### Task item
Using the entries that follow, report how many lines contain the word "RecipientFilter". Only the number is wanted.

### Records provided
────────────────

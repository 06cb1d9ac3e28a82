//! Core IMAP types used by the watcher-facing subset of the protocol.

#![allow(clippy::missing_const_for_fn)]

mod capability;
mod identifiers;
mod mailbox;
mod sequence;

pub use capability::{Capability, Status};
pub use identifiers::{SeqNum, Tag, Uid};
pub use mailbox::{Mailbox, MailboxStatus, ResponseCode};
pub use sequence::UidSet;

────────────────

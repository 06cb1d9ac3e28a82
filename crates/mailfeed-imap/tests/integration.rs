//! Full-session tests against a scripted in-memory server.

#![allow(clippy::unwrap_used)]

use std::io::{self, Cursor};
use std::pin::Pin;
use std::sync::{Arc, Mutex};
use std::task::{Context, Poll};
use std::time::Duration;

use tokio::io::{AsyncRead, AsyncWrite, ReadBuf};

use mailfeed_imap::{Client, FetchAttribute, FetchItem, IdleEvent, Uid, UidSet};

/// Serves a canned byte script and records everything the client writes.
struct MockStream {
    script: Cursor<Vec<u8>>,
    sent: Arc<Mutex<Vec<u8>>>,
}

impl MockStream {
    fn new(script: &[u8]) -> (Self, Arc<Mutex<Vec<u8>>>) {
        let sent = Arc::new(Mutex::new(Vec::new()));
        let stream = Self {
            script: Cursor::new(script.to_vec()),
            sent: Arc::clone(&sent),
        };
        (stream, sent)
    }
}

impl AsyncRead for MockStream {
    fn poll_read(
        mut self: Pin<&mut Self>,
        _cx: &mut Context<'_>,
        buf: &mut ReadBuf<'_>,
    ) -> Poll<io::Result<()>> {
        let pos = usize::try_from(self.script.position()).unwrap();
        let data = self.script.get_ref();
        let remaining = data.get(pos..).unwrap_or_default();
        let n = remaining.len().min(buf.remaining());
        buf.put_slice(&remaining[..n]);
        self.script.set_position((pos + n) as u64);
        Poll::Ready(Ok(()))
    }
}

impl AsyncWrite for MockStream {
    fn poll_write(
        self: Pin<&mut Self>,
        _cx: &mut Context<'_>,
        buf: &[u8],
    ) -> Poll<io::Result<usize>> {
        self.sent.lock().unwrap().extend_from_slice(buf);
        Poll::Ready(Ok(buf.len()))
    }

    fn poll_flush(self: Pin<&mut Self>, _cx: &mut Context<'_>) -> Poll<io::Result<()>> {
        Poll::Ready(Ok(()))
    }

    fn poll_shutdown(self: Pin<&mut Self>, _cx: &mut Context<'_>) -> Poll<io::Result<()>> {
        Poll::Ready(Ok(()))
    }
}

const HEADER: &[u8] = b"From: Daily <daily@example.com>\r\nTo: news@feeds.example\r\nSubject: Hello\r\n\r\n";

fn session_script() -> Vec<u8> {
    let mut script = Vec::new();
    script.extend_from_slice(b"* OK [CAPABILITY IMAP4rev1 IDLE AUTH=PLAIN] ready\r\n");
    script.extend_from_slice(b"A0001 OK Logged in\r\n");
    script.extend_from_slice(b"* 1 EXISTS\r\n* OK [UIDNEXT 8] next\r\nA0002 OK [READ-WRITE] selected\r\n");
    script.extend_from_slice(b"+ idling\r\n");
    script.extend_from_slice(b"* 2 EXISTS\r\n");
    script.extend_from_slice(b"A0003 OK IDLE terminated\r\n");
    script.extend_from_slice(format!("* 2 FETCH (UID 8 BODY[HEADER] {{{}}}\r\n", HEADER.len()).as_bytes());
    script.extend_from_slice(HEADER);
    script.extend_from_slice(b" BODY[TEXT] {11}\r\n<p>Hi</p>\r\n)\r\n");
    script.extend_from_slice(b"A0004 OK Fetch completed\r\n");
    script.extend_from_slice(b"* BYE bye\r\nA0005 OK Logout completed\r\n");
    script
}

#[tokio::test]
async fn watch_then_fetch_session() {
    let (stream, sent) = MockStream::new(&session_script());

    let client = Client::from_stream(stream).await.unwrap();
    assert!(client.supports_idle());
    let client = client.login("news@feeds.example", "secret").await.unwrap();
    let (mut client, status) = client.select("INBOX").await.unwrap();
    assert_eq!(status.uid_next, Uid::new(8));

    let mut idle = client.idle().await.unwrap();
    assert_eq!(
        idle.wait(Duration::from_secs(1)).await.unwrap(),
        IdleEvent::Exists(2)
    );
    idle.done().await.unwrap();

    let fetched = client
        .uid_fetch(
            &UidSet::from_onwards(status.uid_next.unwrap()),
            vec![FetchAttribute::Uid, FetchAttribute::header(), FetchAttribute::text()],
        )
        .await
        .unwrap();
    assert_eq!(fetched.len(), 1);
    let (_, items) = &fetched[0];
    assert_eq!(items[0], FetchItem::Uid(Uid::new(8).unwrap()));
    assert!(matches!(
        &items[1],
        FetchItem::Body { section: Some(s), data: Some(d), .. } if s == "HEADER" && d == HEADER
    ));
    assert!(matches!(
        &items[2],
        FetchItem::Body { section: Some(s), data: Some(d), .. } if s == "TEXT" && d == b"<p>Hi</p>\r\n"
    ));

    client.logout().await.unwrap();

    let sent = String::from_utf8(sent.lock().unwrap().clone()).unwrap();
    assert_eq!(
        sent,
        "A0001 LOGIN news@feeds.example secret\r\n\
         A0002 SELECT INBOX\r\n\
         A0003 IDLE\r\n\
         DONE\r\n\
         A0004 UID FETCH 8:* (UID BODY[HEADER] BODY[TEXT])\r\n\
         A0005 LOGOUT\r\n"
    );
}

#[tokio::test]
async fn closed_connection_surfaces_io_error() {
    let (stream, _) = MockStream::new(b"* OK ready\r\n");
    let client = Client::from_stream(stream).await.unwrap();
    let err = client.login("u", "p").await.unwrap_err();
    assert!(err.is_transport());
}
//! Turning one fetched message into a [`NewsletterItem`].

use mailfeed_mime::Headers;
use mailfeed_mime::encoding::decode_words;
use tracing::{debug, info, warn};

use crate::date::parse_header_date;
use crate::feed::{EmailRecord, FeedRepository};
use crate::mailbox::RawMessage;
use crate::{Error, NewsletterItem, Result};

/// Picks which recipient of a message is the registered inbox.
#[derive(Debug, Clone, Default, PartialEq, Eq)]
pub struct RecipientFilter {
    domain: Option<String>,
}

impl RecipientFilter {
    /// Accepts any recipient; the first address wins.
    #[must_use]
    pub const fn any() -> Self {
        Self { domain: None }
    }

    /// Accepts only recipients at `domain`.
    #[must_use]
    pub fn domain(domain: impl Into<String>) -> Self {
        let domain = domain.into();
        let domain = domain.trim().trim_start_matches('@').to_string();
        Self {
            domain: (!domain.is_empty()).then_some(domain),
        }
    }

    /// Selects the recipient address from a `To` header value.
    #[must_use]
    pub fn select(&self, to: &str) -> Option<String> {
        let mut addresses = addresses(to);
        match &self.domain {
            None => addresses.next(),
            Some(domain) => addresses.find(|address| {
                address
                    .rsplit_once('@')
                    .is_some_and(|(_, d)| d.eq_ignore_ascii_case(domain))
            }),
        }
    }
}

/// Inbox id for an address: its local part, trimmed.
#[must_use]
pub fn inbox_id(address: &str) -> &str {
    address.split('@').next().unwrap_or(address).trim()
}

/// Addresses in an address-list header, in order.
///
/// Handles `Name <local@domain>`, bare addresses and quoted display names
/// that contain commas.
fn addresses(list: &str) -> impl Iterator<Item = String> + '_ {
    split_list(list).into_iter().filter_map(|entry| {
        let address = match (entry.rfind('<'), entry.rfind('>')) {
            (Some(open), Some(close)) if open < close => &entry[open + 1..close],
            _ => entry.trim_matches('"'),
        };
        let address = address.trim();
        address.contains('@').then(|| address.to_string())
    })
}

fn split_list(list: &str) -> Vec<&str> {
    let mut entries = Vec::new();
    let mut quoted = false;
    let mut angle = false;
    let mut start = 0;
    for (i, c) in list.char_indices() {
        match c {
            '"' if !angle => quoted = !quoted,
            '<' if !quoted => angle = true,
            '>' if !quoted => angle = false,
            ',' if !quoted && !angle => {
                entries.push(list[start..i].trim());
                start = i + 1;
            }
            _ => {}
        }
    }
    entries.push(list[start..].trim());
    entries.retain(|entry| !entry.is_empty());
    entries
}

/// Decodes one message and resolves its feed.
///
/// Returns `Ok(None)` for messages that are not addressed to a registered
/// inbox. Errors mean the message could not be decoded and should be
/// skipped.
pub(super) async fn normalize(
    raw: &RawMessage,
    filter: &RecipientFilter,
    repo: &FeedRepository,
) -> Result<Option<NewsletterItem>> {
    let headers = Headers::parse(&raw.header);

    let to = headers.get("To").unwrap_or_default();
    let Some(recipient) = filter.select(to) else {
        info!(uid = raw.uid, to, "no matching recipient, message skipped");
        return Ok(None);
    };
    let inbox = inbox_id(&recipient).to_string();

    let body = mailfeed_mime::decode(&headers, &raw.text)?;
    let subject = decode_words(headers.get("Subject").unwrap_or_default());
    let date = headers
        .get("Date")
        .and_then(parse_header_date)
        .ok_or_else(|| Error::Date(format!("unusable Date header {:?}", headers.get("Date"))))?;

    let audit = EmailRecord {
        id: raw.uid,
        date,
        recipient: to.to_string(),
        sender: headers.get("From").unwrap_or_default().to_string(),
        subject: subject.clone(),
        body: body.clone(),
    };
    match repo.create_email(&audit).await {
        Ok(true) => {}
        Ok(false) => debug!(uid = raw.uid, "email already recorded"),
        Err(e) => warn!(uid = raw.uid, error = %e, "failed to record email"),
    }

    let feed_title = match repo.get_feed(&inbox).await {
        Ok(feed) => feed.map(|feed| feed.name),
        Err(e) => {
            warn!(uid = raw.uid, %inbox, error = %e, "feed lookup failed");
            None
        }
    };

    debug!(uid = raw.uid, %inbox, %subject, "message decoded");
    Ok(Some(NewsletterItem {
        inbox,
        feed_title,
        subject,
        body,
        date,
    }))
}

────────────────

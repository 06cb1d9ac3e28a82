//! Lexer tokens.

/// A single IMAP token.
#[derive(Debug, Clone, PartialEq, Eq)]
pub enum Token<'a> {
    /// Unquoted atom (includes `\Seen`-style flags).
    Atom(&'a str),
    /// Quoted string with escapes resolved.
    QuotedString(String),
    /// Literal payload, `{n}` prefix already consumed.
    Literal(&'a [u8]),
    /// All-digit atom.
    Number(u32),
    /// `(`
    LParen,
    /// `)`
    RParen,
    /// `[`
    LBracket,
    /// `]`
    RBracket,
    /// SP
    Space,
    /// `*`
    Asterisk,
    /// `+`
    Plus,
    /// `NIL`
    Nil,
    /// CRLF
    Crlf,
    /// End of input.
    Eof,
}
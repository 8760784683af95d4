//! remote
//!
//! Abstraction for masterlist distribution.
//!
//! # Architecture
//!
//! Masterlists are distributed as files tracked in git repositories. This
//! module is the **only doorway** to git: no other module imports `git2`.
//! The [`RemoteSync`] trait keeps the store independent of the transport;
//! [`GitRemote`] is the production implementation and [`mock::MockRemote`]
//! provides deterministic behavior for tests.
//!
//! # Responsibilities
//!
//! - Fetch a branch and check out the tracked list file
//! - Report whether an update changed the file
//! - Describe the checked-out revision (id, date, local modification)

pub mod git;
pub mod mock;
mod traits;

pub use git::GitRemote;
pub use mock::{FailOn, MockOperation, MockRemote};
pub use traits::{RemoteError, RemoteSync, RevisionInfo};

────────────────

### Task solution
3